Wait til you do 2 pickups on surge going to same destination and get paid $1.46 at 1.4 surge for rider 2 you went 3 5 miles to get.


----------



## Ainkdavis (Sep 15, 2014)

Uber Los Angeles had a notification in-app last week that uberpool surges will carry over from the first rider over to all following riders to "avoid confusion."

Meaning if pax 1 has a 2.0 surge and pax 2 has a 1.5, both rides will be paid to driver as 2.0. 

It checked out. I had a pool start in Chinatown to USC (7 mi) @ 2.5x. Next rider was 1.5x to LAX (25 mi). They paid me 2.5x for both rides. 

It also, unfortunately, works the other way. So if the example above is reversed (pax1 1.5, pax2 2.5) you will get paid 1.5 for both rides. 

I have a feeling this won't last long. Haven't had many pool rides w surge this week to know if it's still working, but I did get a new uberPOOL explanation in-app that doesn't mention the new surge match.


----------



## JimKE (Oct 28, 2016)

I'm opted out of Poo, so if this is a dumb question I apologize in advance.

Surge...to me...means that demand has significantly outpaced supply. WHY would you accept a pool ping during a surge?


----------



## Ainkdavis (Sep 15, 2014)

Not a dumb question at all.

And I apologize in advance if this sounds like a stock Uber FAQ answer.

This ride I referenced from Chinatown -> USC -> LAX is a great example. We all know a 2.5x (turns out it was actually 2.3x) surge at 2:30 am isn't gonna last long. That one ride you'll probably get becomes a gamble whether it's gonna be minimum fare, 8 miles, or 25. In this case the first ride I got was only a few miles. Had I only opted in for uberX and got this ride, I would've made my $9 or so and gone home after the surge died.

Instead I got the second pool ride that extended this surge from a few miles to 24 and made $64.50. It doesn't happen often, and you can argue this is also a gamble. But it's worth it to me to take everything and hope for the best rather than take myself out of the game and miss out on longer trips which, from my experience, most ride requests when the surge is astronomical are pool rides.

I should mention that in my 4 years of driving Uber, I considered opting out of pool (probably for the same reasons you have) until they started giving these incentives based on ride counts. Which was a good enough reason for me to keep taking them, but I also realized I make more consistent money when I take everything I can.



JimKE said:


> I'm opted out of Poo, so if this is a dumb question I apologize in advance.
> 
> Surge...to me...means that demand has significantly outpaced supply.
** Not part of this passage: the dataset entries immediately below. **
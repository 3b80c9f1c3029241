use chrono::Utc;
use sqlx::{PgConnection, PgPool, Row};

use crate::{
    error::{AppError, Result},
    models::{HistoryEvent, MarkPlan, MarkType, PostMark, rated_for},
    services::{history_service, post_service::lock_post},
};

async fn marks_of(conn: &mut PgConnection, post_id: i64, user_id: i64) -> Result<Vec<PostMark>> {
    let marks = sqlx::query_as::<_, PostMark>(
        "SELECT * FROM post_marks WHERE post_id = $1 AND user_id = $2 ORDER BY id",
    )
    .bind(post_id)
    .bind(user_id)
    .fetch_all(&mut *conn)
    .await?;

    Ok(marks)
}

async fn apply_plan(
    conn: &mut PgConnection,
    post_id: i64,
    user_id: i64,
    plan: &MarkPlan,
) -> Result<Option<PostMark>> {
    if !plan.stale.is_empty() {
        sqlx::query("DELETE FROM post_marks WHERE id = ANY($1)")
            .bind(plan.stale.as_slice())
            .execute(&mut *conn)
            .await?;
    }

    if plan.withdrawn {
        history_service::record(conn, post_id, HistoryEvent::UnVoted, Utc::now()).await?;
    }

    let Some(mark_type) = plan.place else {
        return Ok(None);
    };

    let mark = sqlx::query_as::<_, PostMark>(
        r#"
        INSERT INTO post_marks (post_id, user_id, mark_type, created)
        VALUES ($1, $2, $3, $4)
        RETURNING *
        "#,
    )
    .bind(post_id)
    .bind(user_id)
    .bind(mark_type)
    .bind(Utc::now())
    .fetch_one(&mut *conn)
    .await?;

    history_service::record(conn, post_id, HistoryEvent::placed(mark_type), mark.created).await?;

    Ok(Some(mark))
}

/// Places `mark_type` on the post for `user_id`, replacing whatever the user held.
/// Marking one's own post is accepted and silently dropped: `None` is returned.
pub async fn submit_mark(
    db: &PgPool,
    post_id: i64,
    user_id: i64,
    mark_type: MarkType,
) -> Result<Option<PostMark>> {
    let mut tx = db.begin().await?;

    let post = lock_post(&mut tx, post_id).await?;
    let existing = marks_of(&mut tx, post_id, user_id).await?;
    let plan = MarkPlan::submit(&existing, mark_type, user_id, post.user_id);

    let mark = apply_plan(&mut tx, post_id, user_id, &plan).await?;

    tx.commit().await?;

    if mark.is_none() {
        tracing::debug!("Ignored self mark by user {} on post {}", user_id, post_id);
    }

    Ok(mark)
}

/// Changes the type of a mark owned by `user_id`. The change is a fresh submission
/// on the mark's post, so the returned mark carries a new id and `created`.
pub async fn update_mark(
    db: &PgPool,
    mark_id: i64,
    user_id: i64,
    mark_type: MarkType,
) -> Result<Option<PostMark>> {
    let mark = get_mark(db, mark_id)
        .await?
        .ok_or_else(|| AppError::NotFound("Mark not found".to_string()))?;

    if mark.user_id != user_id {
        return Err(AppError::Authorization(
            "Can only change your own marks".to_string(),
        ));
    }

    let mut tx = db.begin().await?;

    let post = lock_post(&mut tx, mark.post_id).await?;
    let existing = marks_of(&mut tx, mark.post_id, user_id).await?;

    // Withdrawn or replaced while we were waiting for the lock
    if !existing.iter().any(|held| held.id == mark_id) {
        return Err(AppError::NotFound("Mark not found".to_string()));
    }

    let plan = MarkPlan::submit(&existing, mark_type, user_id, post.user_id);
    let updated = apply_plan(&mut tx, mark.post_id, user_id, &plan).await?;

    tx.commit().await?;

    Ok(updated)
}

/// Toggle variant behind the rate endpoint; returns the resulting `rated` value.
/// `requested = None` changes nothing and reports the current state.
pub async fn rate_post(
    db: &PgPool,
    post_id: i64,
    user_id: i64,
    requested: Option<MarkType>,
) -> Result<i16> {
    let mut tx = db.begin().await?;

    let post = lock_post(&mut tx, post_id).await?;
    let existing = marks_of(&mut tx, post_id, user_id).await?;

    let Some(requested) = requested else {
        return Ok(MarkType::rated(rated_for(&existing, Some(user_id))));
    };

    let plan = MarkPlan::rate(&existing, requested, user_id, post.user_id);
    apply_plan(&mut tx, post_id, user_id, &plan).await?;

    tx.commit().await?;

    tracing::info!(
        "User {} rated post {}: requested {:?}, now {}",
        user_id,
        post_id,
        requested,
        plan.rated()
    );

    Ok(plan.rated())
}

/// Removes a mark owned by `user_id` and records the un-vote.
pub async fn delete_mark(db: &PgPool, mark_id: i64, user_id: i64) -> Result<()> {
    let mut tx = db.begin().await?;

    let mark = sqlx::query_as::<_, PostMark>("SELECT * FROM post_marks WHERE id = $1")
        .bind(mark_id)
        .fetch_optional(&mut *tx)
        .await?
        .ok_or_else(|| AppError::NotFound("Mark not found".to_string()))?;

    if mark.user_id != user_id {
        return Err(AppError::Authorization(
            "Can only remove your own marks".to_string(),
        ));
    }

    lock_post(&mut tx, mark.post_id).await?;

    let result = sqlx::query("DELETE FROM post_marks WHERE id = $1")
        .bind(mark_id)
        .execute(&mut *tx)
        .await?;

    if result.rows_affected() == 0 {
        return Err(AppError::NotFound("Mark not found".to_string()));
    }

    history_service::record(&mut tx, mark.post_id, HistoryEvent::UnVoted, Utc::now()).await?;

    tx.commit().await?;

    Ok(())
}

pub async fn get_mark(db: &PgPool, mark_id: i64) -> Result<Option<PostMark>> {
    let mark = sqlx::query_as::<_, PostMark>("SELECT * FROM post_marks WHERE id = $1")
        .bind(mark_id)
        .fetch_optional(db)
        .await?;

    Ok(mark)
}

pub async fn list_marks(
    db: &PgPool,
    post_id: Option<i64>,
    limit: u32,
    offset: u32,
) -> Result<Vec<PostMark>> {
    let marks = sqlx::query_as::<_, PostMark>(
        r#"
        SELECT * FROM post_marks
        WHERE ($1::BIGINT IS NULL OR post_id = $1)
        ORDER BY id DESC
        LIMIT $2 OFFSET $3
        "#,
    )
    .bind(post_id)
    .bind(limit as i64)
    .bind(offset as i64)
    .fetch_all(db)
    .await?;

    Ok(marks)
}

/// `(liked_count, disliked_count)` of a post, counted on every call.
pub async fn mark_counts(db: &PgPool, post_id: i64) -> Result<(i64, i64)> {
    let row = sqlx::query(
        r#"
        SELECT
            COUNT(*) FILTER (WHERE mark_type = 1) AS liked_count,
            COUNT(*) FILTER (WHERE mark_type = 2) AS disliked_count
        FROM post_marks
        WHERE post_id = $1
        "#,
    )
    .bind(post_id)
    .fetch_one(db)
    .await?;

    Ok((row.get("liked_count"), row.get("disliked_count")))
}
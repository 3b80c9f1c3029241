use axum::{
    extract::{Path, Query, State},
    http::StatusCode,
    response::Json,
};
use serde::Deserialize;
use serde_json::{Value, json};

use crate::{
    AppState,
    auth::AuthUser,
    error::{AppError, Result},
    models::{CreateMarkRequest, PostMark, UpdateMarkRequest},
    services::mark_service,
};

#[derive(Debug, Deserialize)]
pub struct GetMarksQuery {
    pub post: Option<i64>,
    pub limit: Option<u32>,
    pub offset: Option<u32>,
}

pub async fn get_marks(
    State(state): State<AppState>,
    Query(params): Query<GetMarksQuery>,
) -> Result<Json<Value>> {
    let limit = params.limit.unwrap_or(50).clamp(1, 200);
    let offset = params.offset.unwrap_or(0);

    let marks = mark_service::list_marks(&state.db, params.post, limit, offset).await?;

    Ok(Json(json!({
        "marks": marks,
        "pagination": {
            "limit": limit,
            "offset": offset
        }
    })))
}

/// Raw mark creation. A mark on one's own post is accepted but not stored,
/// which is answered with 200 and `"mark": null`.
pub async fn create_mark(
    State(state): State<AppState>,
    auth_user: AuthUser,
    Json(payload): Json<CreateMarkRequest>,
) -> Result<(StatusCode, Json<Value>)> {
    let rate_limit_key = format!("mark_post:{}", auth_user.user_id);
    if !state
        .redis
        .check_rate_limit(&rate_limit_key, 100, 3600)
        .await?
    {
        return Err(AppError::RateLimit);
    }

    let mark = mark_service::submit_mark(
        &state.db,
        payload.post,
        auth_user.user_id,
        payload.mark_type,
    )
    .await?;

    let status = if mark.is_some() {
        StatusCode::CREATED
    } else {
        StatusCode::OK
    };

    Ok((status, Json(json!({ "mark": mark }))))
}

pub async fn get_mark(
    State(state): State<AppState>,
    Path(mark_id): Path<i64>,
) -> Result<Json<PostMark>> {
    let mark = mark_service::get_mark(&state.db, mark_id)
        .await?
        .ok_or_else(|| AppError::NotFound("Mark not found".to_string()))?;

    Ok(Json(mark))
}

pub async fn update_mark(
    State(state): State<AppState>,
    auth_user: AuthUser,
    Path(mark_id): Path<i64>,
    Json(payload): Json<UpdateMarkRequest>,
) -> Result<Json<Value>> {
    let rate_limit_key = format!("mark_post:{}", auth_user.user_id);
    if !state
        .redis
        .check_rate_limit(&rate_limit_key, 100, 3600)
        .await?
    {
        return Err(AppError::RateLimit);
    }

    let mark =
        mark_service::update_mark(&state.db, mark_id, auth_user.user_id, payload.mark_type)
            .await?;

    Ok(Json(json!({ "mark": mark })))
}

pub async fn delete_mark(
    State(state): State<AppState>,
    auth_user: AuthUser,
    Path(mark_id): Path<i64>,
) -> Result<StatusCode> {
    mark_service::delete_mark(&state.db, mark_id, auth_user.user_id).await?;

    Ok(StatusCode::NO_CONTENT)
}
WHY would you accept a pool ping during a surge?


Here's the trip


----------



## donK (Mar 28, 2017)

JimKE said:


> I'm opted out of Poo, so if this is a dumb question I apologize in advance.
> 
> Surge...to me...means that demand has significantly outpaced supply. WHY would you accept a pool ping during a surge?


How do you opt out of pool I would like to know for myself


----------



## nickd8775 (Jul 12, 2015)

So if I get a Pool surge ride at bar close, it'll be worth it for me to sit near the dropoff if it isn't matched and not end the trip till it's matched. At the end of a Pool ride, it'll match me with any pool nearby because it won't care which direction the pool is going because the trips done.


----------